1. The cryptocurrency market is new
With more than 4000 different digital currencies to choose from, it’s not hard to see why there is a list of online crypto casinos where you can use all sorts of options. Even though there are so many alternatives on the market, cryptocurrencies are still relatively new because they haven’t been around as long as fiat currencies and gold.
The fact that the market is still small compared to the stock market and gold means that even the slightest “forces” have a drastic impact on the price. For example, if an investor decides to sell 200 bitcoins simultaneously, this will have a massive effect on the market.
2. Most cryptocurrencies are developing all the time
Even though some people might think that we have discovered everything about cryptocurrencies, this isn’t the case. The entire Blockchain technology is still in its early stage of development. This means that there will be many more changes in the future, which will inevitably affect each digital currency’s price.
3. Social Media
Whether we like it or not, social media plays a vital role in our everyday life. Platforms like Instagram allow people to make a living by advertising various products. That’s why it doesn’t come as a surprise that social media has a massive effect on the cryptocurrency market.

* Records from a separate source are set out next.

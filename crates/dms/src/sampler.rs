//! Frame sampling

/// Iterator over every Nth frame, yielding `(frame_index, frame)`
#[derive(Debug, Clone)]
pub struct SampledFrames<I> {
    inner: I,
    stride: usize,
    next_index: usize,
}

/// Keep frames whose 0-based index is a multiple of `stride`.
///
/// A stride of 0 behaves like 1.
pub fn sample_every<I: IntoIterator>(frames: I, stride: usize) -> SampledFrames<I::IntoIter> {
    SampledFrames {
        inner: frames.into_iter(),
        stride: stride.max(1),
        next_index: 0,
    }
}

impl<I> SampledFrames<I> {
    /// Number of frames pulled from the underlying source so far
    pub fn frames_read(&self) -> usize {
        self.next_index
    }
}

impl<I: Iterator> Iterator for SampledFrames<I> {
    type Item = (usize, I::Item);

    fn next(&mut self) -> Option<Self::Item> {
        loop {
            let frame = self.inner.next()?;
            let index = self.next_index;
            self.next_index += 1;

            if index % self.stride == 0 {
                return Some((index, frame));
            }
        }
    }
}
use crate::config::{ConfigError, ServerConfig, TelemetryConfig};
use async_trait::async_trait;
use std::path::Path;
use std::time::Duration;
use volscope_core::{TelemetryClient, TelemetryUnavailable};

/// Fetches `/stats/summary` straight from each node's kubelet.
pub struct KubeletClient {
    client: reqwest::Client,
    url_template: String,
    bearer_token: Option<String>,
}

impl KubeletClient {
    pub fn new(
        url_template: impl Into<String>,
        timeout: Duration,
        bearer_token: Option<String>,
    ) -> Self {
        let client = reqwest::Client::builder()
            .timeout(timeout)
            .build()
            .unwrap_or_default();

        Self {
            client,
            url_template: url_template.into(),
            bearer_token,
        }
    }

    /// Returns `None` when the config selects the API server proxy instead.
    pub fn from_config(config: &ServerConfig) -> Result<Option<Self>, ConfigError> {
        match &config.telemetry {
            TelemetryConfig::Proxy => Ok(None),
            TelemetryConfig::Kubelet {
                summary_url_template,
                bearer_token_file,
            } => {
                let token = bearer_token_file.as_deref().map(read_token).transpose()?;
                Ok(Some(Self::new(
                    summary_url_template.clone(),
                    config.node_timeout(),
                    token,
                )))
            }
        }
    }

    pub fn summary_url(&self, node_id: &str) -> String {
        self.url_template.replace("{node}", node_id)
    }
}

fn read_token(path: &Path) -> Result<String, ConfigError> {
    let token = std::fs::read_to_string(path)?;
    let token = token.trim();
    if token.is_empty() {
        return Err(ConfigError::Invalid(format!("bearer token file {} is empty", path.display())));
    }
    Ok(token.to_string())
}

#[async_trait]
impl TelemetryClient for KubeletClient {
    async fn fetch_summary(&self, node_id: &str) -> Result<Vec<u8>, TelemetryUnavailable> {
        let url = self.summary_url(node_id);
        let mut request = self.client.get(&url);
        if let Some(ref token) = self.bearer_token {
            request = request.bearer_auth(token);
        }

        let response = request.send().await.map_err(|e| TelemetryUnavailable::Unreachable {
            node: node_id.to_string(),
            reason: format!("Connection error: {}", e),
        })?;

        if !response.status().is_success() {
            return Err(TelemetryUnavailable::HttpStatus {
                node: node_id.to_string(),
                status: response.status().as_u16(),
            });
        }

        let body = response.bytes().await.map_err(|e| TelemetryUnavailable::Unreachable {
            node: node_id.to_string(),
            reason: format!("Read error: {}", e),
        })?;
        tracing::trace!(node = node_id, bytes = body.len(), "summary fetched");
        Ok(body.to_vec())
    }
}
//! Kubernetes API server as node directory, claim resolver and summary proxy.

use async_trait::async_trait;
use k8s_openapi::api::core::v1::{Node, PersistentVolume, PersistentVolumeClaim};
use kube::api::{Api, ListParams};
use kube::Client;
use volscope_core::{
    ClaimRecord, ClaimResolver, CsiDevice, DirectoryError, LookupError, NodeDescriptor,
    TelemetryClient, TelemetryUnavailable, TopologySource, VolumeRecord,
};

#[derive(Clone)]
pub struct KubeDirectory {
    client: Client,
}

impl KubeDirectory {
    pub fn new(client: Client) -> Self {
        Self { client }
    }

    /// Builds a client from in-cluster credentials or the local kubeconfig.
    pub async fn try_default() -> anyhow::Result<Self> {
        let client = Client::try_default().await?;
        Ok(Self::new(client))
    }
}

pub fn node_descriptor(node: Node) -> NodeDescriptor {
    NodeDescriptor {
        id: node.metadata.name.unwrap_or_default(),
        labels: node.metadata.labels.unwrap_or_default(),
    }
}

pub fn claim_record(pvc: &PersistentVolumeClaim) -> ClaimRecord {
    ClaimRecord {
        volume_name: pvc.spec.as_ref().and_then(|spec| spec.volume_name.clone()),
    }
}

pub fn volume_record(pv: &PersistentVolume) -> VolumeRecord {
    let csi = pv
        .spec
        .as_ref()
        .and_then(|spec| spec.csi.as_ref())
        .map(|csi| CsiDevice {
            volume_handle: csi.volume_handle.clone(),
            attributes: csi.volume_attributes.clone().unwrap_or_default(),
        });
    VolumeRecord {
        csi,
        annotations: pv.metadata.annotations.clone().unwrap_or_default(),
    }
}

fn directory_error(err: kube::Error) -> DirectoryError {
    match err {
        kube::Error::Api(resp) if resp.code == 401 || resp.code == 403 => {
            DirectoryError::Unauthorized(resp.message)
        }
        other => DirectoryError::Transport(other.to_string()),
    }
}

fn telemetry_error(node_id: &str, err: kube::Error) -> TelemetryUnavailable {
    match err {
        kube::Error::Api(resp) => TelemetryUnavailable::HttpStatus {
            node: node_id.to_string(),
            status: resp.code,
        },
        other => TelemetryUnavailable::Unreachable {
            node: node_id.to_string(),
            reason: other.to_string(),
        },
    }
}

#[async_trait]
impl TopologySource for KubeDirectory {
    async fn list_nodes(&self) -> Result<Vec<NodeDescriptor>, DirectoryError> {
        let api: Api<Node> = Api::all(self.client.clone());
        let list = api.list(&ListParams::default()).await.map_err(directory_error)?;
        tracing::debug!("Found {} Node resources", list.items.len());
        Ok(list.items.into_iter().map(node_descriptor).collect())
    }
}

#[async_trait]
impl ClaimResolver for KubeDirectory {
    async fn get_claim(
        &self,
        namespace: &str,
        name: &str,
    ) -> Result<Option<ClaimRecord>, LookupError> {
        let api: Api<PersistentVolumeClaim> = Api::namespaced(self.client.clone(), namespace);
        let pvc = api.get_opt(name).await.map_err(|e| LookupError {
            kind: "PersistentVolumeClaim",
            key: format!("{namespace}/{name}"),
            reason: e.to_string(),
        })?;
        Ok(pvc.as_ref().map(claim_record))
    }

    async fn get_volume(&self, volume_id: &str) -> Result<Option<VolumeRecord>, LookupError> {
        let api: Api<PersistentVolume> = Api::all(self.client.clone());
        let pv = api.get_opt(volume_id).await.map_err(|e| LookupError {
            kind: "PersistentVolume",
            key: volume_id.to_string(),
            reason: e.to_string(),
        })?;
        Ok(pv.as_ref().map(volume_record))
    }
}

/// Reads kubelet summaries through `/api/v1/nodes/{node}/proxy/stats/summary`.
#[async_trait]
impl TelemetryClient for KubeDirectory {
    async fn fetch_summary(&self, node_id: &str) -> Result<Vec<u8>, TelemetryUnavailable> {
        let path = format!("/api/v1/nodes/{}/proxy/stats/summary", node_id);
        let request = http::Request::get(path)
            .body(Vec::new())
            .map_err(|e| TelemetryUnavailable::Unreachable {
                node: node_id.to_string(),
                reason: e.to_string(),
            })?;
        let body = self
            .client
            .request_text(request)
            .await
            .map_err(|e| telemetry_error(node_id, e))?;
        Ok(body.into_bytes())
    }
}
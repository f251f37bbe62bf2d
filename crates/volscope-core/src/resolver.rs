//! Claim → volume → device attribute resolution.
//!
//! [`resolve_attributes`] holds the defaulting policy as a pure function of
//! the two lookups. [`VolumeAttributeResolver`] performs the lookups through
//! a [`ClaimResolver`] and folds lookup errors into "not found".
//!
//! The encryption flag is an exact string comparison against `"true"`.
//! `"True"` or `"1"` read as unencrypted; consumers rely on that.

use std::sync::Arc;

use tracing::{debug, warn};

use crate::model::{
    ClaimRecord, ClaimRef, VolumeAttributes, VolumeRecord, DEFAULT_IOPS, DEFAULT_THROUGHPUT,
    ENCRYPTED_ATTRIBUTE, IOPS_ANNOTATION, THROUGHPUT_ANNOTATION,
};
use crate::source::ClaimResolver;

/// Applies the defaulting policy to a claim lookup and a volume lookup.
///
/// `volume` is only consulted when `claim` is bound.
pub fn resolve_attributes(
    claim: Option<&ClaimRecord>,
    volume: Option<&VolumeRecord>,
) -> VolumeAttributes {
    if claim.and_then(ClaimRecord::bound_volume).is_none() {
        return VolumeAttributes::unresolved();
    }
    let Some(volume) = volume else {
        return VolumeAttributes::unresolved();
    };

    let mut attrs = VolumeAttributes::unresolved();
    if let Some(csi) = &volume.csi {
        attrs.volume_id = csi.volume_handle.clone();
        attrs.encrypted = csi
            .attributes
            .get(ENCRYPTED_ATTRIBUTE)
            .is_some_and(|v| v == "true");
    }
    attrs.iops = annotation_or(volume, IOPS_ANNOTATION, DEFAULT_IOPS);
    attrs.throughput = annotation_or(volume, THROUGHPUT_ANNOTATION, DEFAULT_THROUGHPUT);
    attrs
}

fn annotation_or(volume: &VolumeRecord, key: &str, default: &str) -> String {
    volume
        .annotations
        .get(key)
        .cloned()
        .unwrap_or_else(|| default.to_string())
}

/// Resolves claim references against a [`ClaimResolver`].
#[derive(Clone)]
pub struct VolumeAttributeResolver {
    claims: Arc<dyn ClaimResolver>,
}

impl VolumeAttributeResolver {
    /// Creates a resolver backed by `claims`.
    pub fn new(claims: Arc<dyn ClaimResolver>) -> Self {
        Self { claims }
    }

    /// Resolves `claim_ref` to device attributes. Never fails.
    pub async fn resolve(&self, claim_ref: &ClaimRef) -> VolumeAttributes {
        let claim = match self.claims.get_claim(&claim_ref.namespace, &claim_ref.name).await {
            Ok(Some(claim)) => claim,
            Ok(None) => {
                debug!(claim = %claim_ref, "claim not found");
                return VolumeAttributes::unresolved();
            }
            Err(e) => {
                warn!(claim = %claim_ref, error = %e, "claim lookup failed");
                return VolumeAttributes::unresolved();
            }
        };

        let Some(volume_name) = claim.bound_volume() else {
            debug!(claim = %claim_ref, "claim not bound yet");
            return VolumeAttributes::unresolved();
        };

        let volume = match self.claims.get_volume(volume_name).await {
            Ok(Some(volume)) => Some(volume),
            Ok(None) => {
                debug!(claim = %claim_ref, volume = volume_name, "bound volume missing");
                None
            }
            Err(e) => {
                warn!(claim = %claim_ref, volume = volume_name, error = %e, "volume lookup failed");
                None
            }
        };

        resolve_attributes(Some(&claim), volume.as_ref())
    }
}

Many platforms have a role in the price of Bitcoin and other digital currencies, but Twitter is probably the most popular one. People like Elon Musk tweet about cryptos all the time, which usually has an effect on their price.
Similar to the stock markets, many people are into cryptocurrencies because they want to make money. They don’t care about the other benefits that come along with things like Bitcoin, Litecoin, Ripple, etc., because they only want to make the most amount of money possible.
The fact that cryptocurrencies are volatile means they attract many speculators because they are hoping to buy something before the price goes up or sell it before it crashes. In both cases, this has an effect on the overall market, at least for now.
5. Most cryptocurrencies are not backed up by any physical currency
The last reason why almost every cryptocurrency is so volatile is due to the fact it is not backed up by any “real” currency. In other words, the price depends entirely on supply and demand.